Reproduce all of the records exactly.

== Provided data

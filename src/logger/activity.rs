//! Activity logger: a dedicated thread owns the [`JsonlWriter`]; everything
//! else sends [`ActivityEvent`]s over a bounded crossbeam channel.
//!
//! [`ActivityLoggerHandle::send`] uses `try_send`, so a tick thread is never
//! blocked by a slow disk. Events that do not fit are counted and reported in
//! the log as one warning line.

#![allow(missing_docs)]

use std::sync::Arc;
use std::sync::atomic::{AtomicU64, Ordering};
use std::thread;

use crossbeam_channel::{Receiver, Sender, TrySendError, bounded};

use crate::core::config::Config;
use crate::core::errors::{MsimError, Result};
use crate::logger::jsonl::{EventType, JsonlConfig, JsonlWriter, LogEntry, Severity};

const CHANNEL_CAPACITY: usize = 256;

// ──────────────────── events ────────────────────

#[derive(Debug, Clone, PartialEq)]
pub enum ActivityEvent {
    SimulatorStarted {
        capacity: usize,
        tick_interval_ms: u64,
    },
    SimulatorStopped {
        samples_generated: u64,
    },
    StressEntered {
        tick_interval_ms: u64,
    },
    StressExited {
        elapsed_secs: u64,
        released_batches: usize,
    },
    PayloadPruned {
        dropped_batches: usize,
        retained_batches: usize,
    },
    ConfigLoaded {
        config_hash: String,
        source: String,
    },
    Error {
        code: String,
        message: String,
    },
    /// Ask the logger thread to flush and exit.
    Shutdown,
}

impl ActivityEvent {
    /// Error event carrying the code and message of `err`.
    #[must_use]
    pub fn from_error(err: &MsimError) -> Self {
        Self::Error {
            code: err.code().to_string(),
            message: err.to_string(),
        }
    }
}

// ──────────────────── handle ────────────────────

/// Cloneable, non-blocking sender half of the activity logger.
#[derive(Debug, Clone)]
pub struct ActivityLoggerHandle {
    tx: Sender<ActivityEvent>,
    dropped_events: Arc<AtomicU64>,
}

impl ActivityLoggerHandle {
    /// Queue an event. A full channel drops it and bumps the dropped counter.
    pub fn send(&self, event: ActivityEvent) {
        if let Err(TrySendError::Full(_)) = self.tx.try_send(event) {
            self.dropped_events.fetch_add(1, Ordering::Relaxed);
        }
    }

    /// Events dropped since the logger thread last reported them.
    pub fn dropped_events(&self) -> u64 {
        self.dropped_events.load(Ordering::Relaxed)
    }

    /// Ask the logger thread to flush and exit. Blocks only until the
    /// sentinel is queued; join the returned thread to wait for the flush.
    pub fn shutdown(&self) {
        let _ = self.tx.send(ActivityEvent::Shutdown);
    }
}

// ──────────────────── configuration ────────────────────

#[derive(Debug, Clone)]
pub struct ActivityLoggerConfig {
    pub jsonl_config: JsonlConfig,
    pub channel_capacity: usize,
}

impl ActivityLoggerConfig {
    /// Log to `paths.activity_log` with default rotation settings.
    #[must_use]
    pub fn from_config(config: &Config) -> Self {
        Self {
            jsonl_config: JsonlConfig::for_path(config.paths.activity_log.clone()),
            channel_capacity: CHANNEL_CAPACITY,
        }
    }
}

impl Default for ActivityLoggerConfig {
    fn default() -> Self {
        Self {
            jsonl_config: JsonlConfig::default(),
            channel_capacity: CHANNEL_CAPACITY,
        }
    }
}

// ──────────────────── spawn ────────────────────

/// Start the `msim-logger` thread.
///
/// It runs until [`ActivityLoggerHandle::shutdown`] is called or every handle
/// is dropped.
pub fn spawn_logger(
    config: ActivityLoggerConfig,
) -> Result<(ActivityLoggerHandle, thread::JoinHandle<()>)> {
    let (tx, rx) = bounded::<ActivityEvent>(config.channel_capacity.max(1));
    let dropped = Arc::new(AtomicU64::new(0));
    let dropped_clone = Arc::clone(&dropped);

    let handle = ActivityLoggerHandle {
        tx,
        dropped_events: dropped,
    };

    let join = thread::Builder::new()
        .name("msim-logger".to_string())
        .spawn(move || logger_thread_main(&rx, config.jsonl_config, &dropped_clone))
        .map_err(|e| MsimError::Runtime {
            details: format!("failed to spawn logger thread: {e}"),
        })?;

    Ok((handle, join))
}

// ──────────────────── logger thread ────────────────────

fn logger_thread_main(
    rx: &Receiver<ActivityEvent>,
    jsonl_config: JsonlConfig,
    dropped: &AtomicU64,
) {
    let mut jsonl = JsonlWriter::open(jsonl_config);

    while let Ok(event) = rx.recv() {
        let d = dropped.swap(0, Ordering::Relaxed);
        if d > 0 {
            let mut warn = LogEntry::new(EventType::Error, Severity::Warning);
            warn.details = Some(format!("{d} log events dropped due to back-pressure"));
            jsonl.write_entry(&warn);
        }

        if event == ActivityEvent::Shutdown {
            break;
        }

        jsonl.write_entry(&event_to_log_entry(&event));
        if jsonl.state() != "normal" {
            jsonl.try_recover();
        }
    }

    jsonl.flush();
    jsonl.fsync();
}

// ──────────────────── event conversion ────────────────────

fn event_to_log_entry(event: &ActivityEvent) -> LogEntry {
    match event {
        ActivityEvent::SimulatorStarted {
            capacity,
            tick_interval_ms,
        } => {
            let mut e = LogEntry::new(EventType::SimulatorStart, Severity::Info);
            e.capacity = Some(*capacity);
            e.interval_ms = Some(*tick_interval_ms);
            e.ok = Some(true);
            e
        }
        ActivityEvent::SimulatorStopped { samples_generated } => {
            let mut e = LogEntry::new(EventType::SimulatorStop, Severity::Info);
            e.samples = Some(*samples_generated);
            e.ok = Some(true);
            e
        }
        ActivityEvent::StressEntered { tick_interval_ms } => {
            let mut e = LogEntry::new(EventType::StressEnter, Severity::Warning);
            e.interval_ms = Some(*tick_interval_ms);
            e
        }
        ActivityEvent::StressExited {
            elapsed_secs,
            released_batches,
        } => {
            let mut e = LogEntry::new(EventType::StressExit, Severity::Info);
            e.elapsed_secs = Some(*elapsed_secs);
            e.batches = Some(*released_batches);
            e
        }
        ActivityEvent::PayloadPruned {
            dropped_batches,
            retained_batches,
        } => {
            let mut e = LogEntry::new(EventType::PayloadPrune, Severity::Info);
            e.batches = Some(*dropped_batches);
            e.details = Some(format!("retained={retained_batches}"));
            e
        }
        ActivityEvent::ConfigLoaded {
            config_hash,
            source,
        } => {
            let mut e = LogEntry::new(EventType::ConfigLoad, Severity::Info);
            e.details = Some(format!("source={source} config_hash={config_hash}"));
            e.ok = Some(true);
            e
        }
        ActivityEvent::Error { code, message } => {
            let mut e = LogEntry::new(EventType::Error, Severity::Critical);
            e.error_code = Some(code.clone());
            e.error_message = Some(message.clone());
            e.ok = Some(false);
            e
        }
        // Handled by the thread loop; never written.
        ActivityEvent::Shutdown => LogEntry::new(EventType::SimulatorStop, Severity::Info),
    }
}

// ──────────────────── tests ────────────────────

====

[Exercise response]
filename src/logger/activity.rs
//! Activity logger: a dedicated thread owns the [`JsonlWriter`]; everything
//! else sends [`ActivityEvent`]s over a bounded crossbeam channel.
//!
//! [`ActivityLoggerHandle::send`] uses `try_send`, so a tick thread is never
//! blocked by a slow disk. Events that do not fit are counted and reported in
//! the log as one warning line.

#![allow(missing_docs)]

use std::sync::Arc;
use std::sync::atomic::{AtomicU64, Ordering};
use std::thread;

use crossbeam_channel::{Receiver, Sender, TrySendError, bounded};

use crate::core::config::Config;
use crate::core::errors::{MsimError, Result};
use crate::logger::jsonl::{EventType, JsonlConfig, JsonlWriter, LogEntry, Severity};

const CHANNEL_CAPACITY: usize = 256;

// ──────────────────── events ────────────────────

#[derive(Debug, Clone, PartialEq)]
pub enum ActivityEvent {
    SimulatorStarted {
        capacity: usize,
        tick_interval_ms: u64,
    },
    SimulatorStopped {
        samples_generated: u64,
    },
    StressEntered {
        tick_interval_ms: u64,
    },
    StressExited {
        elapsed_secs: u64,
        released_batches: usize,
    },
    PayloadPruned {
        dropped_batches: usize,
        retained_batches: usize,
    },
    ConfigLoaded {
        config_hash: String,
        source: String,
    },
    Error {
        code: String,
        message: String,
    },
    /// Ask the logger thread to flush and exit.
    Shutdown,
}

impl ActivityEvent {
    /// Error event carrying the code and message of `err`.
    #[must_use]
    pub fn from_error(err: &MsimError) -> Self {
        Self::Error {
            code: err.code().to_string(),
            message: err.to_string(),
        }
    }
}

// ──────────────────── handle ────────────────────

/// Cloneable, non-blocking sender half of the activity logger.
#[derive(Debug, Clone)]
pub struct ActivityLoggerHandle {
    tx: Sender<ActivityEvent>,
    dropped_events: Arc<AtomicU64>,
}

impl ActivityLoggerHandle {
    /// Queue an event. A full channel drops it and bumps the dropped counter.
    pub fn send(&self, event: ActivityEvent) {
        if let Err(TrySendError::Full(_)) = self.tx.try_send(event) {
            self.dropped_events.fetch_add(1, Ordering::Relaxed);
        }
    }

    /// Events dropped since the logger thread last reported them.
    pub fn dropped_events(&self) -> u64 {
        self.dropped_events.load(Ordering::Relaxed)
    }

    /// Ask the logger thread to flush and exit. Blocks only until the
    /// sentinel is queued; join the returned thread to wait for the flush.
    pub fn shutdown(&self) {
        let _ = self.tx.send(ActivityEvent::Shutdown);
    }
}

// ──────────────────── configuration ────────────────────

#[derive(Debug, Clone)]
pub struct ActivityLoggerConfig {
    pub jsonl_config: JsonlConfig,
    pub channel_capacity: usize,
}

impl ActivityLoggerConfig {
    /// Log to `paths.activity_log` with default rotation settings.
    #[must_use]
    pub fn from_config(config: &Config) -> Self {
        Self {
            jsonl_config: JsonlConfig::for_path(config.paths.activity_log.clone()),
            channel_capacity: CHANNEL_CAPACITY,
        }
    }
}

impl Default for ActivityLoggerConfig {
    fn default() -> Self {
        Self {
            jsonl_config: JsonlConfig::default(),
            channel_capacity: CHANNEL_CAPACITY,
        }
    }
}

// ──────────────────── spawn ────────────────────

/// Start the `msim-logger` thread.
///
/// It runs until [`ActivityLoggerHandle::shutdown`] is called or every handle
/// is dropped.
pub fn spawn_logger(
    config: ActivityLoggerConfig,
) -> Result<(ActivityLoggerHandle, thread::JoinHandle<()>)> {
    let (tx, rx) = bounded::<ActivityEvent>(config.channel_capacity.max(1));
    let dropped = Arc::new(AtomicU64::new(0));
    let dropped_clone = Arc::clone(&dropped);

    let handle = ActivityLoggerHandle {
        tx,
        dropped_events: dropped,
    };

    let join = thread::Builder::new()
        .name("msim-logger".to_string())
        .spawn(move || logger_thread_main(&rx, config.jsonl_config, &dropped_clone))
        .map_err(|e| MsimError::Runtime {
            details: format!("failed to spawn logger thread: {e}"),
        })?;

    Ok((handle, join))
}

// ──────────────────── logger thread ────────────────────

fn logger_thread_main(
    rx: &Receiver<ActivityEvent>,
    jsonl_config: JsonlConfig,
    dropped: &AtomicU64,
) {
    let mut jsonl = JsonlWriter::open(jsonl_config);

    while let Ok(event) = rx.recv() {
        let d = dropped.swap(0, Ordering::Relaxed);
        if d > 0 {
            let mut warn = LogEntry::new(EventType::Error, Severity::Warning);
            warn.details = Some(format!("{d} log events dropped due to back-pressure"));
            jsonl.write_entry(&warn);
        }

        if event == ActivityEvent::Shutdown {
            break;
        }

        jsonl.write_entry(&event_to_log_entry(&event));
        if jsonl.state() != "normal" {
            jsonl.try_recover();
        }
    }

    jsonl.flush();
    jsonl.fsync();
}

// ──────────────────── event conversion ────────────────────

fn event_to_log_entry(event: &ActivityEvent) -> LogEntry {
    match event {
        ActivityEvent::SimulatorStarted {
            capacity,
            tick_interval_ms,
        } => {
            let mut e = LogEntry::new(EventType::SimulatorStart, Severity::Info);
            e.capacity = Some(*capacity);
            e.interval_ms = Some(*tick_interval_ms);
            e.ok = Some(true);
            e
        }
        ActivityEvent::SimulatorStopped { samples_generated } => {
            let mut e = LogEntry::new(EventType::SimulatorStop, Severity::Info);
            e.samples = Some(*samples_generated);
            e.ok = Some(true);
            e
        }
        ActivityEvent::StressEntered { tick_interval_ms } => {
            let mut e = LogEntry::new(EventType::StressEnter, Severity::Warning);
            e.interval_ms = Some(*tick_interval_ms);
            e
        }
        ActivityEvent::StressExited {
            elapsed_secs,
            released_batches,
        } => {
            let mut e = LogEntry::new(EventType::StressExit, Severity::Info);
            e.elapsed_secs = Some(*elapsed_secs);
            e.batches = Some(*released_batches);
            e
        }
        ActivityEvent::PayloadPruned {
            dropped_batches,
            retained_batches,
        } => {
            let mut e = LogEntry::new(EventType::PayloadPrune, Severity::Info);
            e.batches = Some(*dropped_batches);
            e.details = Some(format!("retained={retained_batches}"));
            e
        }
        ActivityEvent::ConfigLoaded {
            config_hash,
            source,
        } => {
            let mut e = LogEntry::new(EventType::ConfigLoad, Severity::Info);
            e.details = Some(format!("source={source} config_hash={config_hash}"));
            e.ok = Some(true);
            e
        }
        ActivityEvent::Error { code, message } => {
            let mut e = LogEntry::new(EventType::Error, Severity::Critical);
            e.error_code = Some(code.clone());
            e.error_message = Some(message.clone());
            e.ok = Some(false);
            e
        }
        // Handled by the thread loop; never written.
        ActivityEvent::Shutdown => LogEntry::new(EventType::SimulatorStop, Severity::Info),
    }
}

// ──────────────────── tests ────────────────────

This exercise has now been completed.